The rain hit so hard that it bounced and soaked my knees, I drew the neck of my jacket tighter, looking at my feet as I rushed for shelter. It was with a hefty bump a body collided with mine. “Sorry dear did I hurt you?” The lady said. The woman in her late eighties I’d hazard a guess, had taken shelter in the same spot but from the other side of the market cross. Here I was, fit and healthy a snip of a girl in comparison to this lady, and she was checking if I was okay; this was what was known as… good old British fortitude.
We sat to allow the worst of the rain to stop and Mertyl began to chat as she pulled a transparent polythene rain hat free of her fine white hair. In no time at all, with a little encouragement, we were in full swing chatting and reminiscing.
Mertyls memory took her back to ninteen forty one; the story that follows is the one she told.
“The American servicemen had come in and were walking all the way down the
Portland road in Weymouth, it is a very long road just under twenty miles long. There were no toilets and some of the men had just arrived on the sea planes after long journeys. Their pockets full of chocolate and large five pound notes; they were so much better off than our men. The yanks were weary and had still a long walk ahead of them. An English officer gave directions and told them they could relieve themselves behind the munitions factory if they had to, but they must be discreet or they’d find themselves in jail.”

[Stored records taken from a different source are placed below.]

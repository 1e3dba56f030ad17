//! Validation rule maps → nested structural types.
//!
//! Each key is a dot path (see `path`), each value the rules for that leaf.
//! Leaves are typed in declaration order:
//! - the first type-determining rule wins the base type; no such rule means
//!   the configured default;
//! - inclusion rules narrow the base to a literal set, enum rule objects
//!   replace it with the enumeration's values;
//! - `min`/`max`/`between`/`size` bound numeric leaves, `regex` sets a pattern;
//! - `nullable` and `required` are applied last and compose freely.
//! A declared type on the rule set wins outright; rules then only say
//! whether it is required.
pub mod path;
pub mod token;

use indexmap::IndexMap;

use crate::engine::Engine;
use crate::error::{InferError, Result};
use crate::ty::{Kind, Literal, ScalarKind, Type};

pub use path::Segment;
pub use token::{NamedRule, RuleClass, RuleObject, RuleToken};

/// The rules declared for one path.
#[derive(Clone, Debug, Default, PartialEq)]
pub struct RuleSet {
    pub tokens: Vec<RuleToken>,
    /// Explicit type (e.g. from a doc comment) that overrides the rules.
    pub declared: Option<Type>,
    pub description: Option<String>,
    pub examples: Vec<String>,
}

impl RuleSet {
    pub fn new(tokens: impl IntoIterator<Item = RuleToken>) -> Self {
        Self { tokens: tokens.into_iter().collect(), ..Self::default() }
    }

    /// `"required|integer|min:0"`
    pub fn pipe(rules: &str) -> Self {
        Self::new([RuleToken::from(rules)])
    }

    pub fn declared(mut self, ty: Type) -> Self {
        self.declared = Some(ty);
        self
    }
}

/// Leaf facts collected in one pass over the tokens.
#[derive(Default)]
struct LeafFacts {
    base: Option<Type>,
    inclusion: Option<Vec<Literal>>,
    enumeration: Option<Type>,
    minimum: Option<f64>,
    maximum: Option<f64>,
    pattern: Option<String>,
    nullable: bool,
    required: bool,
    confirmed: bool,
}

impl<'a> Engine<'a> {
    /// Fold a whole rule map into one object type.
    pub fn parse_rule_map(&self, rules: &IndexMap<String, RuleSet>) -> Result<Type> {
        let mut root = Type::object(IndexMap::new(), None);
        for (key, set) in rules {
            let segments = path::parse_path(key)?;
            let (leaf, confirmed) = self.leaf_type(key, set)?;
            if confirmed {
                if let Some((Segment::Field(last), parent)) = segments.split_last() {
                    let mut sibling = parent.to_vec();
                    sibling.push(Segment::Field(format!("{last}_confirmation")));
                    path::insert(&mut root, &sibling, leaf.clone());
                }
            }
            path::insert(&mut root, &segments, leaf);
        }
        Ok(root)
    }

    /// Type of a single leaf, and whether it asks for a confirmation sibling.
    fn leaf_type(&self, key: &str, set: &RuleSet) -> Result<(Type, bool)> {
        let mut facts = LeafFacts::default();
        for tok in &set.tokens {
            match tok {
                RuleToken::Str(src) => {
                    for rule in token::split_pipes(src) {
                        self.named_rule(&mut facts, &rule);
                    }
                }
                RuleToken::Object(obj) => self.object_rule(&mut facts, key, obj)?,
            }
        }

        let base = facts.base.take().unwrap_or_else(|| Type::scalar(self.config.default_rule_type));
        let mut ty = match facts.inclusion.take() {
            Some(literals) => token::narrow(base, literals),
            None => base,
        };
        if let Some(enumeration) = facts.enumeration.take() {
            ty = enumeration;
        }
        if let Kind::Scalar(s) = &mut ty.kind {
            if s.kind.is_numeric() {
                s.minimum = facts.minimum.map(Into::into).or(s.minimum);
                s.maximum = facts.maximum.map(Into::into).or(s.maximum);
            }
            if s.kind == ScalarKind::String && facts.pattern.is_some() {
                s.pattern = facts.pattern.take();
            }
        }
        if facts.nullable {
            ty = ty.nullable();
        }

        let ty = match &set.declared {
            Some(declared) => declared.clone(),
            None => ty,
        };
        let mut ty = ty.with_required(facts.required);
        if set.description.is_some() {
            ty.description = set.description.clone();
        }
        if !set.examples.is_empty() {
            ty.examples = set.examples.clone();
        }
        Ok((ty, facts.confirmed))
    }

    fn named_rule(&self, facts: &mut LeafFacts, rule: &NamedRule) {
        match rule.name.as_str() {
            "nullable" => facts.nullable = true,
            "required" => facts.required = true,
            "confirmed" => facts.confirmed = true,
            "min" | "gte" => bound(&mut facts.minimum, rule.number(0)),
            "max" | "lte" => bound(&mut facts.maximum, rule.number(0)),
            "between" => {
                bound(&mut facts.minimum, rule.number(0));
                bound(&mut facts.maximum, rule.number(1));
            }
            "size" => {
                bound(&mut facts.minimum, rule.number(0));
                bound(&mut facts.maximum, rule.number(0));
            }
            // parameters count digits
            "digits" | "digits_between" => {
                let high = if rule.name == "digits" { rule.number(0) } else { rule.number(1) };
                bound(&mut facts.minimum, rule.number(0).map(token::smallest_with_digits));
                bound(&mut facts.maximum, high.map(token::largest_with_digits));
                if facts.base.is_none() {
                    facts.base = token::base_type(&rule.name);
                }
            }
            "in" => {
                facts.inclusion = Some(rule.params().into_iter().map(|p| Literal::Str(p.to_string())).collect());
            }
            "regex" => facts.pattern = Some(token::strip_delimiters(&rule.raw)),
            name => {
                if facts.base.is_none() {
                    facts.base = token::base_type(name);
                }
            }
        }
    }

    fn object_rule(&self, facts: &mut LeafFacts, key: &str, obj: &RuleObject) -> Result<()> {
        match &obj.class {
            RuleClass::In => match token::object_literals(obj) {
                Some(literals) => facts.inclusion = Some(literals),
                None => self.note(None, format!("`{key}`: inclusion rule without literal values")),
            },
            RuleClass::Enum { name } => match self.catalog.get_enum(name) {
                Ok(e) => facts.enumeration = Some(Type::literal_set(e.backing, e.values)),
                Err(source) if self.config.strict => {
                    return Err(InferError::Catalog { entity: name.clone(), source });
                }
                Err(source) => self.note(Some(name.as_str()), format!("`{key}`: {source}")),
            },
            class => {
                if facts.base.is_none() {
                    facts.base = token::object_base_type(class);
                }
            }
        }
        Ok(())
    }
}

/// Bound parameters naming another field do not parse and leave the slot as is.
fn bound(slot: &mut Option<f64>, value: Option<f64>) {
    if value.is_some() {
        *slot = value;
    }
}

“Well dear, my husband was the postie, and he came home on his bike to tell the tale, how they rushed behind the factory desperate to relieve themselves. There were no privvies and they feared what the officer said, they were a good fifteen minutes before continuing to the camp. Later that day my Percy returned to the factory where he found… My dear it is a little mucky.”
I assured Mertyl it was okay I had heard mucky before. “Well dear you see they had no paper, the vegetation had been cleared for fear of fire behind the factory, and not even a dock leaf was in sight. Percy heard them say that they wiped their bums with the five pound notes, it was all they had, that was a lot of money you know, five pounds could feed a family for a month in those days.” I nodded and made encouraging noises so Mertyl would continue.
“He tossed and turned all night, but before day break he put on his gardening
gloves took some newspaper from the privvy , got on the bike and off he went.
When he came home, I couldn’t believe my eyes he had a roll of newspaper as fat as a pillow under his arm. I boiled a pot and he put warm water and sunlight soap in the tin bath.”
She worried that the neighbours would see.
“My dear it wasn’t odd to have a bath in the back yard then, especially in the summer, but the stench of the mucky money against the warm suds made him heave. He cleaned all fifteen notes, smoothed them all out and once they were dry… well dear, we weren’t too proud we couldn’t afford to be.”
The rain stopped she shook my hand and waved. I am so pleased that I carry a notebook, and that It was me on Saturday morning who met Mertyl . The names have been changed but the story is as near as her memories allowed.
“How many of you have been told extraordinary stories when you least expected.
Do you unexpectedly lure in the story tellers, the loonies on the bus, have you ever been shocked at what a stranger told you?” I’d love to hear your thoughts.